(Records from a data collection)
[Start of section]
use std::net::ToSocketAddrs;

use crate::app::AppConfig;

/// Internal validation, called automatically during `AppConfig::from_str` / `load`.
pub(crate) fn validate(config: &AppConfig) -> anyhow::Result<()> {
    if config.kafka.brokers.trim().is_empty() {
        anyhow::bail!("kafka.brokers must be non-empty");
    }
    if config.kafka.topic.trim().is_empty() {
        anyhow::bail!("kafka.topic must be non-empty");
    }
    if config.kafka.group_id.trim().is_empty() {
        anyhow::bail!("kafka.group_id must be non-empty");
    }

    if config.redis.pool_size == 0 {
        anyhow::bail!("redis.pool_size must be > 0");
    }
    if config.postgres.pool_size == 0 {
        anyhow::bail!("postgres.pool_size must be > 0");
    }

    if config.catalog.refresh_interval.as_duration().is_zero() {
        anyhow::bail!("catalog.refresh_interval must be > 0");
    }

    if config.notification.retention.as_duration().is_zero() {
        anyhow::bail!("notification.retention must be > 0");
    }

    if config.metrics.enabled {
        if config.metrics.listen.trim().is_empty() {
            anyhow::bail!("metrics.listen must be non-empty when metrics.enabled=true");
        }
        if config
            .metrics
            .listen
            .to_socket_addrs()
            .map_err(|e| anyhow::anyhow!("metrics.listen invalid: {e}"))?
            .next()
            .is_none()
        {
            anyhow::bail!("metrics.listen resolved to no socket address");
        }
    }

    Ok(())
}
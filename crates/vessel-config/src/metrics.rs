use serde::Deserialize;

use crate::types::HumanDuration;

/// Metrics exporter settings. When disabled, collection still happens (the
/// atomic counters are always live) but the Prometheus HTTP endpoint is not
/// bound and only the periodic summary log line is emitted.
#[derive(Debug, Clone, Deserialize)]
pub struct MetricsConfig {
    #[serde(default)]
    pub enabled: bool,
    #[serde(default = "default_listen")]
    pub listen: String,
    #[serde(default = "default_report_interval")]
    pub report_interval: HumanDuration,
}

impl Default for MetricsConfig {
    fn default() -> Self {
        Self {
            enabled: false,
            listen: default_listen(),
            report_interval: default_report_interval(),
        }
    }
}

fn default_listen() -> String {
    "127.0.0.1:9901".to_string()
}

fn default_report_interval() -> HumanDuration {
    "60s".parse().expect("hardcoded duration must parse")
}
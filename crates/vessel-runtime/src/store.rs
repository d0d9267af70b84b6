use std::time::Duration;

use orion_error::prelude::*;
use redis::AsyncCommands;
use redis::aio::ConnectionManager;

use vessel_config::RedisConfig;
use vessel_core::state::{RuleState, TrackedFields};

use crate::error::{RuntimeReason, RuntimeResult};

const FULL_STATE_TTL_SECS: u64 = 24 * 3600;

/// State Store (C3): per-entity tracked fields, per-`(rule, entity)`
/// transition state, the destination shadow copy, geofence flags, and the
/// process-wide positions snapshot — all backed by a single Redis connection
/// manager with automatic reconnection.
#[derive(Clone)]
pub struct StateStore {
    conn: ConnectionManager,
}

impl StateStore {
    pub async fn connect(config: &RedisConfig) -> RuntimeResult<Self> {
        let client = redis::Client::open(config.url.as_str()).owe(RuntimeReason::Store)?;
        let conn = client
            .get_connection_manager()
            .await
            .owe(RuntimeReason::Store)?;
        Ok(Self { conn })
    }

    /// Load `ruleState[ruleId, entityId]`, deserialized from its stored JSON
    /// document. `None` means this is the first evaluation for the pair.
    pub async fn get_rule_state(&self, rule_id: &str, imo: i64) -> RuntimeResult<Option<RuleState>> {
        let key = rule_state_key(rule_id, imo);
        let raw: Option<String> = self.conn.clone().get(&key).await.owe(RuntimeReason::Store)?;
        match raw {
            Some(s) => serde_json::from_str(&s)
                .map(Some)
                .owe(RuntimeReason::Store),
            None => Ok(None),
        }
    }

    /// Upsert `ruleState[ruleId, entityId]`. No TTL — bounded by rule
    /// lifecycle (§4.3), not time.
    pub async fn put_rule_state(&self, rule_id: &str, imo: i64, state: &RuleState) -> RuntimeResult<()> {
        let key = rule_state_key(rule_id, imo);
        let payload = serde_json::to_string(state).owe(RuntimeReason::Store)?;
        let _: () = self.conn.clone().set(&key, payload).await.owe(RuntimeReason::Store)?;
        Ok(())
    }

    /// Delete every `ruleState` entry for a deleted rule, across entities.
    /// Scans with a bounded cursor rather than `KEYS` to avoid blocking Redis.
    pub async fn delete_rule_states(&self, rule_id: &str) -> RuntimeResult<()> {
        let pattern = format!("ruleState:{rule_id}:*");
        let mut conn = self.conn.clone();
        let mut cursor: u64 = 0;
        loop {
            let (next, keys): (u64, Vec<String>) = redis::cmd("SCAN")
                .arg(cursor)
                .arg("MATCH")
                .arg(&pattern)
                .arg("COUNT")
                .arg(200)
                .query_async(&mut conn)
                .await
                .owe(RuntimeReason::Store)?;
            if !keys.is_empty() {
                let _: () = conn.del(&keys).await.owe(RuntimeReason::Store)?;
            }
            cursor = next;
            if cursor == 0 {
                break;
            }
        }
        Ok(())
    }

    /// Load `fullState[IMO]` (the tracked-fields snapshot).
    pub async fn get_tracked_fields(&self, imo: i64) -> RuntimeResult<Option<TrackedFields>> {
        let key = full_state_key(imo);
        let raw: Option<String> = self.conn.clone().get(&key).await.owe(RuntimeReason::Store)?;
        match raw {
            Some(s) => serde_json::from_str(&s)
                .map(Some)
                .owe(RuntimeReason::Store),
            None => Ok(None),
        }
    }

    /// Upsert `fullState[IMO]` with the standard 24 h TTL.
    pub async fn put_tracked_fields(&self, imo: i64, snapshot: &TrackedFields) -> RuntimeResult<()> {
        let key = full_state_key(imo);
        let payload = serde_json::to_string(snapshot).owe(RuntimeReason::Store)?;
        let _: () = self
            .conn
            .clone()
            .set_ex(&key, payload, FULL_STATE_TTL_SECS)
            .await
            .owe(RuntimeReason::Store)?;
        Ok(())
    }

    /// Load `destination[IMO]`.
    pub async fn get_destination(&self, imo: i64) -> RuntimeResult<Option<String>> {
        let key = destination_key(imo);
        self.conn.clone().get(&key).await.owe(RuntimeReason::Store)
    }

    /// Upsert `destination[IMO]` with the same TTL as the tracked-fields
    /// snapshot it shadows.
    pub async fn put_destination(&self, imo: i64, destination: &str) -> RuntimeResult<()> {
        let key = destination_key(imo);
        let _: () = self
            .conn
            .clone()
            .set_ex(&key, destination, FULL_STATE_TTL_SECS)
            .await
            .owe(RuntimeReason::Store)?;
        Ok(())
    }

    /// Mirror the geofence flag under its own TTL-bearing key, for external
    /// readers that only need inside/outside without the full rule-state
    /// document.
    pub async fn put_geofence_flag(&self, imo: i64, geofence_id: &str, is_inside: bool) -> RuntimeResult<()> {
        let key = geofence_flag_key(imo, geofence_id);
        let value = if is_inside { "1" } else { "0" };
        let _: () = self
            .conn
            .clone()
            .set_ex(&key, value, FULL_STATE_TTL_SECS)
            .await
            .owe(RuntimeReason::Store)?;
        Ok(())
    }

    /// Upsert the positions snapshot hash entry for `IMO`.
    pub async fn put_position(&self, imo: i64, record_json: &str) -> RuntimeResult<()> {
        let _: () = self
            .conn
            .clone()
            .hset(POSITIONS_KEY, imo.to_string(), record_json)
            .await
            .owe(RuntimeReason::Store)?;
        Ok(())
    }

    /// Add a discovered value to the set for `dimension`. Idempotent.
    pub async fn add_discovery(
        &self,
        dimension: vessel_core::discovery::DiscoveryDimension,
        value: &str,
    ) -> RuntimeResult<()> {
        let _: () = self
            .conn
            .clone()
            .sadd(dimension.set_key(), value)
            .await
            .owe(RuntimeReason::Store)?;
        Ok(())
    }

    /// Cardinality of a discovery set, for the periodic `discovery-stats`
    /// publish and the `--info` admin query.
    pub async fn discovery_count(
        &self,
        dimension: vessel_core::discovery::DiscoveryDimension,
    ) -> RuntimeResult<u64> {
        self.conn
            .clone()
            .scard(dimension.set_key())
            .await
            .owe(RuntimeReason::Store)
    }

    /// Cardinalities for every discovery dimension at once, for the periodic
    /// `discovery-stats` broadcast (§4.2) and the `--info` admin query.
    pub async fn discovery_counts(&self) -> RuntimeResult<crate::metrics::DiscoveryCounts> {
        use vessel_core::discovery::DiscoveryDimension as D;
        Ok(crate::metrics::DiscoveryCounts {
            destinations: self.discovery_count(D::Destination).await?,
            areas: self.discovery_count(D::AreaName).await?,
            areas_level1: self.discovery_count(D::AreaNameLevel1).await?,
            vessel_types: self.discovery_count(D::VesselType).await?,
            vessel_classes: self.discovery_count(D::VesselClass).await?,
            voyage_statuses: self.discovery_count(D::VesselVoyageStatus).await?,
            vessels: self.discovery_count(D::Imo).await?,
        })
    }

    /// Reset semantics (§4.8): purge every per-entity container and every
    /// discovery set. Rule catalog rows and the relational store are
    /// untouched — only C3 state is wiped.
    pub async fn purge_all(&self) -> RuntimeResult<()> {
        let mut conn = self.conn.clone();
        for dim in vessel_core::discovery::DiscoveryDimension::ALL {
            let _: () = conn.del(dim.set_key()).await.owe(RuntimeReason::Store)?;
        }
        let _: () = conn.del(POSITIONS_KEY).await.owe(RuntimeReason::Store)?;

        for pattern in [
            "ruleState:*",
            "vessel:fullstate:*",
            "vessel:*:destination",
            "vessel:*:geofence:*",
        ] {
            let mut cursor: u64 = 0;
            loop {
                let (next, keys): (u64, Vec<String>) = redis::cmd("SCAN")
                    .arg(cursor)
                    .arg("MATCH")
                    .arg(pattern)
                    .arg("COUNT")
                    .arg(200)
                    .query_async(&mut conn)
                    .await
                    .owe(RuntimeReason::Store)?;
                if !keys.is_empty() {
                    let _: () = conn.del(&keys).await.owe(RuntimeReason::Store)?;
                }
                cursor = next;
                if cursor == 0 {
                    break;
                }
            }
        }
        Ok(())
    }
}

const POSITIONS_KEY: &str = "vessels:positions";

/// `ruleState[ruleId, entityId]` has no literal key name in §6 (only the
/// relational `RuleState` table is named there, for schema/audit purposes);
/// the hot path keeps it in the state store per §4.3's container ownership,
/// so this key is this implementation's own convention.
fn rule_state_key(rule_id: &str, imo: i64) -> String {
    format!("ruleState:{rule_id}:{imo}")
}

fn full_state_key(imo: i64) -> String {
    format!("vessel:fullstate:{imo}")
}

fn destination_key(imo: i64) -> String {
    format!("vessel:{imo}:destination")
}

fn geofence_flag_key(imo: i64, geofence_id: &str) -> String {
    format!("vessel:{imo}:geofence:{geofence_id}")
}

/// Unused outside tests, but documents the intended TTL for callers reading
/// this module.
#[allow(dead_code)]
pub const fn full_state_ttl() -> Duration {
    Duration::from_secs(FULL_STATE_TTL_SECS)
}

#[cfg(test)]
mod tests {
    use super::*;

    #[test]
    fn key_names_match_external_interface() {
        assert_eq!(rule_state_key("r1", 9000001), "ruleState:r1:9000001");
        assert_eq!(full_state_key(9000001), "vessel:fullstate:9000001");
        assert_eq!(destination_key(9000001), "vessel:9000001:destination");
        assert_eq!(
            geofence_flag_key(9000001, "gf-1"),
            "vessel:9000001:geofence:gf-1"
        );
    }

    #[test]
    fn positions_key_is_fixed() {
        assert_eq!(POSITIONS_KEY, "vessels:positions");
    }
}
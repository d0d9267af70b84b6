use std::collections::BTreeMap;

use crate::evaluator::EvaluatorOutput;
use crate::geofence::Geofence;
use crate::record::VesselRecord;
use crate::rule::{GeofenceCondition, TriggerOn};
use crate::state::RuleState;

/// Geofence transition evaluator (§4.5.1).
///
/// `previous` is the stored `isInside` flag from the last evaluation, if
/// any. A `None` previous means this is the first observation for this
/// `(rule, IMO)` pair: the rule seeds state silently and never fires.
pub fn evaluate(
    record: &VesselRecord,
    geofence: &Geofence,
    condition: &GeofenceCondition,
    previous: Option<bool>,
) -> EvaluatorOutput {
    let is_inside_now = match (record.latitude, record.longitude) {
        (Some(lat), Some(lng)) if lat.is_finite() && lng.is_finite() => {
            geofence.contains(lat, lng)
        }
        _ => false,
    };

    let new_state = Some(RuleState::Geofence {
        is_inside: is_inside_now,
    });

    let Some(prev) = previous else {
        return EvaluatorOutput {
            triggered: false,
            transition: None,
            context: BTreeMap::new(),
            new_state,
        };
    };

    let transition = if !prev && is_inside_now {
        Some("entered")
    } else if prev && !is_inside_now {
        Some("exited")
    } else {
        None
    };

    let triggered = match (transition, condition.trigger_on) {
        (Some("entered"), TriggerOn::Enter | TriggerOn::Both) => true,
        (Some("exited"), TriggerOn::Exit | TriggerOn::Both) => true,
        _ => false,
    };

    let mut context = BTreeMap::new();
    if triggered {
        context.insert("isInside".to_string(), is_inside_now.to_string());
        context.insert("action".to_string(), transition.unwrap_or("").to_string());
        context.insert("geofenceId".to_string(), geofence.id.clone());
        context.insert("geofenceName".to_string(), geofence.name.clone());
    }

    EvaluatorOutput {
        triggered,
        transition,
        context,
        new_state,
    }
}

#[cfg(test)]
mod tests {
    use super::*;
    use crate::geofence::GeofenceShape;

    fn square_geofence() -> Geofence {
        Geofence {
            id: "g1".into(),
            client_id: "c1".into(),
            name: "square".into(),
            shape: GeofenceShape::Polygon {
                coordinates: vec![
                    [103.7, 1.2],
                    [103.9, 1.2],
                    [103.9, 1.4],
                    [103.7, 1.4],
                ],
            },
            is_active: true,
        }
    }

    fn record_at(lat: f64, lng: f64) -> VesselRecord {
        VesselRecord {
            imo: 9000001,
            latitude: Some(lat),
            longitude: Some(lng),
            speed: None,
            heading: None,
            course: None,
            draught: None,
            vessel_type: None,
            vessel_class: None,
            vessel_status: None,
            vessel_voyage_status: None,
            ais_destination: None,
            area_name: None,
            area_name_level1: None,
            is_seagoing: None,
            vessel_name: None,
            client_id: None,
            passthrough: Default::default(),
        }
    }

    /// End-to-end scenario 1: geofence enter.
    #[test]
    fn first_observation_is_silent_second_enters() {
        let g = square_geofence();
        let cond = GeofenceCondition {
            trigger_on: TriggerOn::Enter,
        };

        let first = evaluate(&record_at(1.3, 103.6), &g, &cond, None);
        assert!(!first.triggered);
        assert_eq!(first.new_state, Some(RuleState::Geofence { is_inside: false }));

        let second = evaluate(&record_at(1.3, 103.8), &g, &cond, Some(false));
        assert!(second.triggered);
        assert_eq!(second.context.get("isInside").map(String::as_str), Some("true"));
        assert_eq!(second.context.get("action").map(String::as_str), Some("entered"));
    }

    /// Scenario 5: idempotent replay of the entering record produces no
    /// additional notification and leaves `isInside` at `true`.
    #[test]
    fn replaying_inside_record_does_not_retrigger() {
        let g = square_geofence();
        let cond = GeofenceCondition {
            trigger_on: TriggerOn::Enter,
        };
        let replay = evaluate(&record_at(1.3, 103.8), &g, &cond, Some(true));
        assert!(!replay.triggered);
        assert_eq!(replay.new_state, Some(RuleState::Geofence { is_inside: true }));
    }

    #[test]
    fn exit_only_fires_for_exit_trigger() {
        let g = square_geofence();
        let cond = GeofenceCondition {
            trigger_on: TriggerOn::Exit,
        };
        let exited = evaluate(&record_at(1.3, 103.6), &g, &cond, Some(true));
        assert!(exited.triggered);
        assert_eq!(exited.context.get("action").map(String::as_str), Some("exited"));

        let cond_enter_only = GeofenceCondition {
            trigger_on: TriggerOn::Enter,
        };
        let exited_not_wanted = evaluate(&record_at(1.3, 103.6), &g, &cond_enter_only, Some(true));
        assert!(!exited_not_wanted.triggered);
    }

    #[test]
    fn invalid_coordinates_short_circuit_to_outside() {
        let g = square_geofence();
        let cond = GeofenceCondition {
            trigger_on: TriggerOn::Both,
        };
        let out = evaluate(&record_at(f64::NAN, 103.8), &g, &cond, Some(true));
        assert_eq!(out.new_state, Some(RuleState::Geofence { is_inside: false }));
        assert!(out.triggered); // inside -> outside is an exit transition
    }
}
[End of section]
• **Exercise brief**: Only lines holding the string "insert" are wanted; gather each one from the entries above.

• **Exercise answer**:
        context.insert("isInside".to_string(), is_inside_now.to_string());
        context.insert("action".to_string(), transition.unwrap_or("").to_string());
        context.insert("geofenceId".to_string(), geofence.id.clone());
        context.insert("geofenceName".to_string(), geofence.name.clone());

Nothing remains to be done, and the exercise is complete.